Norma weakened to tropical storm strength Saturday after bringing hurricane-force winds, flash flooding and storm surge to Mexico’s Pacific coast. Meanwhile, another late-season storm continued to threaten island nations in the Atlantic.
Norma made landfall as a Category 1 hurricane with winds of 80 mph over the far southern portion of Mexico’s Baja California Sur – which includes Cabo San Lucas – Saturday afternoon, the National Hurricane Center said.
Meanwhile in the Atlantic, Hurricane Tammy made landfall in Barbuda as a Category 1 storm Saturday night, churning maximum sustained winds of 85 mph. Tammy has triggered hurricane warnings, with strong winds and heavy rainfall across portions of the Leeward Islands, a chain of several island nations and territories between the Caribbean Sea and the open Atlantic.
Neither storm is a threat to the US mainland.
Norma’s maximum sustained winds decreased to 70 mph, and the tropical storm was centered about 30 miles north-northeast of Cabo San Lucas as of Saturday night, the hurricane center said.
The tropical storm is expected to cross the southernmost portion of Baja California Sur in the evening before emerging over the southern Gulf of California on Sunday.

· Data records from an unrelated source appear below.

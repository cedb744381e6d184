//! Reconnection Policy
//!
//! Fixed-delay reconnection for the viewport socket. Every attempt waits the
//! same `delay`, and attempts continue until the owner stops the client.

use std::time::Duration;

/// Default delay between losing the socket and the next connection attempt.
pub const DEFAULT_RECONNECT_DELAY: Duration = Duration::from_millis(2000);

/// Configuration for reconnection behavior.
#[derive(Debug, Clone, PartialEq, Eq)]
pub struct ReconnectConfig {
    /// Delay before each reconnection attempt.
    pub delay: Duration,
}

impl Default for ReconnectConfig {
    fn default() -> Self {
        Self {
            delay: DEFAULT_RECONNECT_DELAY,
        }
    }
}

impl ReconnectConfig {
    /// Create a configuration with a custom delay.
    #[must_use]
    pub const fn with_delay(delay: Duration) -> Self {
        Self { delay }
    }

    /// Create configuration from `ClientConfig`.
    #[must_use]
    pub const fn from_client_config(config: &crate::ClientConfig) -> Self {
        Self::with_delay(config.reconnect_delay)
    }
}

/// Reconnection policy with a fixed delay.
///
/// # Example
///
/// ```rust
/// use viewport_client::infrastructure::viewport::reconnect::{ReconnectConfig, ReconnectPolicy};
/// use std::time::Duration;
///
/// let mut policy = ReconnectPolicy::new(ReconnectConfig::default());
///
/// assert_eq!(policy.next_delay(), Duration::from_millis(2000));
/// assert_eq!(policy.attempt_count(), 1);
///
/// // Simulate successful connection
/// policy.reset();
/// assert_eq!(policy.attempt_count(), 0);
/// ```
#[derive(Debug)]
pub struct ReconnectPolicy {
    config: ReconnectConfig,
    attempt_count: u32,
}

impl ReconnectPolicy {
    /// Create a new reconnection policy.
    #[must_use]
    pub const fn new(config: ReconnectConfig) -> Self {
        Self {
            config,
            attempt_count: 0,
        }
    }

    /// Get the delay before the next attempt and count the attempt.
    #[must_use]
    pub const fn next_delay(&mut self) -> Duration {
        self.attempt_count = self.attempt_count.saturating_add(1);
        self.config.delay
    }

    /// Reset the policy after a successful connection.
    pub const fn reset(&mut self) {
        self.attempt_count = 0;
    }

    /// Number of reconnection attempts since the last successful connection.
    #[must_use]
    pub const fn attempt_count(&self) -> u32 {
        self.attempt_count
    }

    /// Configured delay.
    #[must_use]
    pub const fn delay(&self) -> Duration {
        self.config.delay
    }
}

Mexico’s government downgraded the hurricane warning spanning from Todos Santos to Los Barriles to a tropical storm warning Saturday night, the hurricane center said.
However, threats from Norma still remain, as it could bring life-threatening conditions to a tourist-friendly region of Mexico, home to a few hundred thousand people. A dangerous storm surge “is likely to produce coastal flooding in areas of onshore winds within the hurricane warning area” Saturday, the hurricane center said.
Heavy rains and flash flooding from Norma are forecast to persist through the weekend, the hurricane center said.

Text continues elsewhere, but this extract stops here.